Pakistan could change the political landscape here in the U.S. more than just about anyone can realize. Pakistan is a nuclear-armed country that is in political turmoil. The top of this pressure cooker is being held down by strongman Pervez Musharraf who supports the very groups that are trying to take him down. He is part of the generation of Pakistani military officers that came up in the 70s and 80s when many military men were taking an interest in Islamism. He’s been supporting or at least not bothering the Taliban in the northwest while repressing his own people and continually denying even a mockery of a free and fair election. Pakistan has been heading toward some “interesting” shall we say, times for a while now and the death of the only serious contender for the Pakistani leadership will only increase tension.

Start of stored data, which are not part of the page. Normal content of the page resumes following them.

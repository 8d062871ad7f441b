//! Worker error types.

use thiserror::Error;

pub type WorkerResult<T> = Result<T, WorkerError>;

#[derive(Debug, Error)]
pub enum WorkerError {
    #[error("Invalid request: {0}")]
    InvalidRequest(String),

    #[error("Configuration error: {0}")]
    ConfigError(String),

    #[error("Registry error: {0}")]
    Registry(#[from] transq_registry::RegistryError),

    #[error("Queue error: {0}")]
    Queue(#[from] transq_queue::QueueError),

    #[error("Storage error: {0}")]
    Storage(#[from] transq_storage::StorageError),

    #[error("Media error: {0}")]
    Media(#[from] transq_media::MediaError),

    #[error("JSON error: {0}")]
    Json(#[from] serde_json::Error),

    #[error("IO error: {0}")]
    Io(#[from] std::io::Error),
}

impl WorkerError {
    pub fn invalid_request(msg: impl Into<String>) -> Self {
        Self::InvalidRequest(msg.into())
    }

    pub fn config_error(msg: impl Into<String>) -> Self {
        Self::ConfigError(msg.into())
    }
}
//! Prometheus metrics for the worker.

use std::net::SocketAddr;
use std::sync::Arc;
use std::time::Duration;

use metrics::{counter, gauge, histogram};
use metrics_exporter_prometheus::PrometheusBuilder;
use tokio::sync::watch;
use tracing::{debug, warn};

use transq_queue::WorkQueue;

use crate::error::{WorkerError, WorkerResult};
use crate::shutdown::wait_for_shutdown;

/// Install the Prometheus recorder and serve it on `addr`.
///
/// Must be called from inside a tokio runtime.
pub fn init_metrics(addr: SocketAddr) -> WorkerResult<()> {
    PrometheusBuilder::new()
        .with_http_listener(addr)
        .install()
        .map_err(|e| WorkerError::config_error(format!("metrics exporter: {e}")))
}

/// Metric names as constants for consistency.
pub mod names {
    // Producer
    pub const JOBS_SUBMITTED_TOTAL: &str = "transq_jobs_submitted_total";

    // Worker
    pub const LOCK_CONTENTION_TOTAL: &str = "transq_lock_contention_total";
    pub const JOBS_COMPLETED_TOTAL: &str = "transq_jobs_completed_total";
    pub const JOBS_FAILED_TOTAL: &str = "transq_jobs_failed_total";
    pub const MESSAGES_DROPPED_TOTAL: &str = "transq_messages_dropped_total";
    pub const HEARTBEAT_FAILURES_TOTAL: &str = "transq_heartbeat_failures_total";
    pub const TRANSCODE_DURATION_SECONDS: &str = "transq_transcode_duration_seconds";

    // Reconciler
    pub const RECONCILER_RESOLVED_TOTAL: &str = "transq_reconciler_resolved_total";

    // Queue
    pub const QUEUE_VISIBLE: &str = "transq_queue_visible";
    pub const QUEUE_IN_FLIGHT: &str = "transq_queue_in_flight";
    pub const QUEUE_DLQ_LENGTH: &str = "transq_queue_dlq_length";
}

pub fn record_job_submitted() {
    counter!(names::JOBS_SUBMITTED_TOTAL).increment(1);
}

pub fn record_lock_contention() {
    counter!(names::LOCK_CONTENTION_TOTAL).increment(1);
}

/// Record a job finished by a worker.
pub fn record_job_completed(duration_secs: f64) {
    counter!(names::JOBS_COMPLETED_TOTAL).increment(1);
    histogram!(names::TRANSCODE_DURATION_SECONDS, &[("outcome", "completed")])
        .record(duration_secs);
}

/// Record a job failed by a worker.
pub fn record_job_failed(duration_secs: f64) {
    counter!(names::JOBS_FAILED_TOTAL).increment(1);
    histogram!(names::TRANSCODE_DURATION_SECONDS, &[("outcome", "failed")]).record(duration_secs);
}

pub fn record_message_dropped(reason: &str) {
    let labels = [("reason", reason.to_string())];
    counter!(names::MESSAGES_DROPPED_TOTAL, &labels).increment(1);
}

pub fn record_heartbeat_failure(target: &str) {
    let labels = [("target", target.to_string())];
    counter!(names::HEARTBEAT_FAILURES_TOTAL, &labels).increment(1);
}

pub fn record_reconciler_resolution(status: &str) {
    let labels = [("status", status.to_string())];
    counter!(names::RECONCILER_RESOLVED_TOTAL, &labels).increment(1);
}

/// Poll queue depth into gauges until shutdown.
pub async fn report_queue_depth(
    queue: Arc<dyn WorkQueue>,
    every: Duration,
    mut shutdown: watch::Receiver<bool>,
) {
    let mut ticker = tokio::time::interval(every);
    loop {
        tokio::select! {
            _ = ticker.tick() => {}
            _ = wait_for_shutdown(&mut shutdown) => break,
        }

        match queue.depth().await {
            Ok(depth) => {
                debug!(
                    visible = depth.visible,
                    in_flight = depth.in_flight,
                    dead_lettered = depth.dead_lettered,
                    "Queue depth"
                );
                gauge!(names::QUEUE_VISIBLE).set(depth.visible as f64);
                gauge!(names::QUEUE_IN_FLIGHT).set(depth.in_flight as f64);
                gauge!(names::QUEUE_DLQ_LENGTH).set(depth.dead_lettered as f64);
            }
            Err(e) => warn!(error = %e, "Failed to read queue depth"),
        }
    }
}
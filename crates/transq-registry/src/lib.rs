//! Job registry and per-job locks.
//!
//! This crate provides:
//! - The [`JobRegistry`] trait with create-if-absent and conditional update
//! - A Redis implementation driven by Lua scripts
//! - An in-memory implementation
//! - [`LockManager`], the lease-based per-job lock built on conditional writes

pub mod error;
pub mod lock;
pub mod memory;
pub mod redis_registry;
pub mod registry;

pub use error::{RegistryError, RegistryResult};
pub use lock::LockManager;
pub use memory::MemoryRegistry;
pub use redis_registry::RedisRegistry;
pub use registry::{Condition, JobRegistry, JobUpdate, RegistryConfig};
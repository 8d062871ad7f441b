//! At-least-once work queue.
//!
//! This crate provides:
//! - The [`WorkQueue`] trait (send, receive with visibility lease, delete, extend)
//! - A Redis Streams implementation with dead-lettering
//! - An in-memory implementation for tests and single-process runs

pub mod error;
pub mod memory;
pub mod queue;
pub mod redis_queue;

pub use error::{QueueError, QueueResult};
pub use memory::MemoryQueue;
pub use queue::{QueueConfig, QueueDepth, ReceivedMessage, WorkQueue};
pub use redis_queue::RedisWorkQueue;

The only other contender for the office was Nawaz Sharif. Last I heard Sharif was barred from seeking office and many of his party were similarly barred from running in regional elections. This essentially leaves Musharraf as the sole contender for Pakistan’s highest office frustrating democracy and increasing tensions. I imagine the next few months will be tumultuous and violent. These events will likely destabilize the region further and will doubtless impact politics here in the U.S. as contenders for office will have to come up with an appropriate response.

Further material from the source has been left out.